### EXERCISE REQUIREMENTS
Set down, please, exactly the lines below that run from the line with "use crate::git::context::RepoContext;" to the line with "use clap::Parser;", both lines included.

### DATA
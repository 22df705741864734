use git2::Oid;

use crate::git::context::RepoContext;
use crate::git::mode::{is_dir, is_gitlink};
use crate::git::walk::{Visit, Visitor};
use crate::models::{EntryType, ListedEntry};

/// Visitor that collects every visited entry, `ls-tree` style.
///
/// Non-recursive listings still report directories and gitlinks but do not
/// descend into them.
#[derive(Debug, Default)]
pub struct Listing {
    pub entries: Vec<ListedEntry>,
    recursive: bool,
}

impl Listing {
    pub fn new(recursive: bool) -> Self {
        Self {
            entries: Vec::new(),
            recursive,
        }
    }

    pub fn into_entries(self) -> Vec<ListedEntry> {
        self.entries
    }
}

impl Visitor for Listing {
    fn visit(&mut self, _repo: &RepoContext, oid: Oid, base: &[u8], name: &[u8], mode: u32) -> Visit {
        let name = String::from_utf8_lossy(name).into_owned();
        let mut path = String::from_utf8_lossy(base).into_owned();
        path.push_str(&name);

        self.entries.push(ListedEntry {
            path,
            name,
            mode: format!("{mode:06o}"),
            entry_type: EntryType::from_mode(mode),
            oid: oid.to_string(),
        });

        if self.recursive && (is_dir(mode) || is_gitlink(mode)) {
            Visit::Recurse
        } else {
            Visit::Skip
        }
    }
}
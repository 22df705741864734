//! tree-walk - list the entries of a git tree, optionally across submodules
//!
//! # Usage
//! ```bash
//! tree-walk                                   # HEAD of the current repository
//! tree-walk /path/to/repo --rev v1.0 -- src/  # one subtree at a tag
//! tree-walk --recurse-submodules --json       # everything, as JSON
//! ```

use std::process;

use clap::Parser;
use tracing_subscriber::{layer::SubscriberExt, util::SubscriberInitExt};

use tree_walk::TreeError;
use tree_walk::git::{DepthMode, GitRepository, Listing, PathspecSet, RepoContext, read_tree};

/// List the entries of a git tree in stored order
#[derive(Parser)]
#[command(name = "tree-walk")]
#[command(about = "Pathspec-filtered listing of git trees", long_about = None)]
struct Cli {
    /// Path to the git repository
    #[arg(value_name = "REPO_PATH", default_value = ".")]
    repo_path: String,

    /// Revision whose tree is listed
    #[arg(long, default_value = "HEAD")]
    rev: String,

    /// Follow gitlinks into checked out submodules
    #[arg(long)]
    recurse_submodules: bool,

    /// Maximum tree depth (defaults to core.maxTreeDepth, then 2048)
    #[arg(long, value_name = "N")]
    max_depth: Option<usize>,

    /// Count depth across nested trees instead of per call
    #[arg(long)]
    strict_depth: bool,

    /// Only list the top-level tree
    #[arg(long)]
    shallow: bool,

    /// Print JSON instead of ls-tree style lines
    #[arg(long)]
    json: bool,

    /// Limit the listing to these paths
    #[arg(last = true, value_name = "PATHSPEC")]
    pathspec: Vec<String>,
}

fn run(cli: &Cli) -> Result<(), TreeError> {
    let repo = GitRepository::open(&cli.repo_path)?;
    let start = repo.resolve_rev(&cli.rev)?;

    let mut context = RepoContext::new(Box::new(repo));
    let mut options = *context.options();
    if let Some(depth) = cli.max_depth {
        options.max_tree_depth = depth;
    }
    if cli.strict_depth {
        options.depth_mode = DepthMode::Cumulative;
    }
    context = context.with_options(options);
    if let Err(e) = context.read_index() {
        tracing::warn!("Failed to read index: {}", e);
    }

    let pathspec = PathspecSet::new(&cli.pathspec)?.with_recurse_submodules(cli.recurse_submodules);
    let tree = context.parse_tree_indirect(start)?;
    tracing::info!("Listing tree {} of {}", tree.borrow().id(), cli.rev);

    let mut listing = Listing::new(!cli.shallow);
    read_tree(&context, &tree, &pathspec, &mut listing)?;

    let entries = listing.into_entries();
    if cli.json {
        let json = serde_json::to_string_pretty(&entries)
            .map_err(|e| TreeError::Internal(e.to_string()))?;
        println!("{}", json);
    } else {
        for entry in &entries {
            println!("{}", entry.to_line());
        }
    }
    Ok(())
}

fn main() -> anyhow::Result<()> {
    let cli = Cli::parse();

    tracing_subscriber::registry()
        .with(tracing_subscriber::EnvFilter::new(
            std::env::var("RUST_LOG").unwrap_or_else(|_| "warn".into()),
        ))
        .with(tracing_subscriber::fmt::layer().with_writer(std::io::stderr))
        .init();

    match run(&cli) {
        Ok(()) => Ok(()),
        Err(e) if e.is_fatal() => {
            eprintln!("fatal: {}", e);
            process::exit(128);
        }
        Err(e) => Err(e.into()),
    }
}
//! Recursive, pathspec-filtered tree traversal.
//!
//! `read_tree_at` visits the entries of one tree in stored order. Each entry
//! the pathspec finds interesting is handed to a `Visitor`, whose verdict
//! decides whether the walk descends into it (directories, and gitlinks when
//! the pathspec recurses into submodules), moves on, or stops altogether.
//!
//! The accumulated path of the entry being visited lives in a single byte
//! buffer shared by the whole walk. Every level appends to it before
//! descending and truncates it back on the way out, errors included.

use std::ops::{Deref, DerefMut};

use git2::Oid;

use crate::error::{Result, TreeError};
use crate::git::context::{DepthMode, RepoContext};
use crate::git::mode::{is_dir, is_gitlink};
use crate::git::pathspec::{Interest, Pathspec};
use crate::git::submodule::read_submodule_tree;
use crate::git::tree::{TreeEntries, TreeRef};

/// What to do after visiting an entry.
#[derive(Debug)]
pub enum Visit {
    /// Go on with the next sibling.
    Skip,
    /// Descend into the entry if it is a tree or a followed gitlink.
    Recurse,
    /// Stop the whole walk and report `VisitorAborted`.
    Abort(anyhow::Error),
}

pub trait Visitor {
    /// Called for each interesting entry. `base` is the path of the
    /// containing tree (empty or ending in `/`), `name` the entry's own name.
    fn visit(&mut self, repo: &RepoContext, oid: Oid, base: &[u8], name: &[u8], mode: u32) -> Visit;
}

impl<F> Visitor for F
where
    F: FnMut(&RepoContext, Oid, &[u8], &[u8], u32) -> Visit,
{
    fn visit(&mut self, repo: &RepoContext, oid: Oid, base: &[u8], name: &[u8], mode: u32) -> Visit {
        self(repo, oid, base, name, mode)
    }
}

/// Restores a path buffer to its original length when dropped.
pub(crate) struct BaseGuard<'a> {
    base: &'a mut Vec<u8>,
    len: usize,
}

impl<'a> BaseGuard<'a> {
    pub(crate) fn new(base: &'a mut Vec<u8>) -> Self {
        let len = base.len();
        Self { base, len }
    }
}

impl Deref for BaseGuard<'_> {
    type Target = Vec<u8>;

    fn deref(&self) -> &Vec<u8> {
        self.base
    }
}

impl DerefMut for BaseGuard<'_> {
    fn deref_mut(&mut self) -> &mut Vec<u8> {
        self.base
    }
}

impl Drop for BaseGuard<'_> {
    fn drop(&mut self) {
        self.base.truncate(self.len);
    }
}

/// Depth to hand to the walk of a child tree.
pub(crate) fn child_depth(repo: &RepoContext, depth: usize) -> usize {
    match repo.options().depth_mode {
        DepthMode::PerCall => 0,
        DepthMode::Cumulative => depth + 1,
    }
}

/// Walk `tree` with `base` as the path prefix of its entries.
///
/// `depth` is checked against the context's limit before anything is read.
/// Failures inside the walk propagate as errors, except those raised while
/// crossing into a submodule, which come back as `TreeError::Fatal`.
pub fn read_tree_at<V: Visitor + ?Sized>(
    repo: &RepoContext,
    tree: &TreeRef,
    base: &mut Vec<u8>,
    depth: usize,
    pathspec: &dyn Pathspec,
    visitor: &mut V,
) -> Result<()> {
    let max = repo.options().max_tree_depth;
    if depth > max {
        tracing::error!("exceeded maximum allowed tree depth");
        return Err(TreeError::DepthExceeded { depth, max });
    }

    let (oid, buffer) = {
        let mut tree = tree.borrow_mut();
        tree.parse(repo.store())?;
        let Some(buffer) = tree.shared_buffer() else {
            return Err(TreeError::Internal(format!("tree {} lost its buffer", tree.id())));
        };
        (tree.id(), buffer)
    };

    let mut interest = Interest::EntryNotInteresting;
    for entry in TreeEntries::new(oid, &buffer) {
        let entry = entry?;

        if interest != Interest::AllEntriesInteresting {
            interest = pathspec.classify(repo.index(), &entry, base);
            match interest {
                Interest::AllEntriesNotInteresting => break,
                Interest::EntryNotInteresting => continue,
                Interest::EntryInteresting | Interest::AllEntriesInteresting => {}
            }
        }

        match visitor.visit(repo, entry.oid, base, entry.name, entry.mode) {
            Visit::Skip => continue,
            Visit::Recurse => {}
            Visit::Abort(err) => return Err(TreeError::VisitorAborted(err)),
        }

        if is_dir(entry.mode) {
            let mut base = BaseGuard::new(base);
            base.extend_from_slice(entry.name);
            base.push(b'/');
            let child = repo.lookup_tree(entry.oid);
            read_tree_at(repo, &child, &mut base, child_depth(repo, depth), pathspec, visitor)?;
        } else if pathspec.recurse_submodules() && is_gitlink(entry.mode) {
            read_submodule_tree(repo, &entry, base, depth, pathspec, visitor)?;
        }
        // anything else is a leaf: a file, or a gitlink we do not follow
    }

    Ok(())
}

/// Walk `tree` from the top with an empty path prefix.
pub fn read_tree<V: Visitor + ?Sized>(
    repo: &RepoContext,
    tree: &TreeRef,
    pathspec: &dyn Pathspec,
    visitor: &mut V,
) -> Result<()> {
    let mut base = Vec::new();
    read_tree_at(repo, tree, &mut base, 0, pathspec, visitor)
}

### OUTPUT FOR THIS TASK
use crate::git::context::RepoContext;
use crate::git::mode::{is_dir, is_gitlink};
use crate::git::walk::{Visit, Visitor};
use crate::models::{EntryType, ListedEntry};

/// Visitor that collects every visited entry, `ls-tree` style.
///
/// Non-recursive listings still report directories and gitlinks but do not
/// descend into them.
#[derive(Debug, Default)]
pub struct Listing {
    pub entries: Vec<ListedEntry>,
    recursive: bool,
}

impl Listing {
    pub fn new(recursive: bool) -> Self {
        Self {
            entries: Vec::new(),
            recursive,
        }
    }

    pub fn into_entries(self) -> Vec<ListedEntry> {
        self.entries
    }
}

impl Visitor for Listing {
    fn visit(&mut self, _repo: &RepoContext, oid: Oid, base: &[u8], name: &[u8], mode: u32) -> Visit {
        let name = String::from_utf8_lossy(name).into_owned();
        let mut path = String::from_utf8_lossy(base).into_owned();
        path.push_str(&name);

        self.entries.push(ListedEntry {
            path,
            name,
            mode: format!("{mode:06o}"),
            entry_type: EntryType::from_mode(mode),
            oid: oid.to_string(),
        });

        if self.recursive && (is_dir(mode) || is_gitlink(mode)) {
            Visit::Recurse
        } else {
            Visit::Skip
        }
    }
}
repository 22df705741864734
//! tree-walk - list the entries of a git tree, optionally across submodules
//!
//! # Usage
//! ```bash
//! tree-walk                                   # HEAD of the current repository
//! tree-walk /path/to/repo --rev v1.0 -- src/  # one subtree at a tag
//! tree-walk --recurse-submodules --json       # everything, as JSON
//! ```

use std::process;

use clap::Parser;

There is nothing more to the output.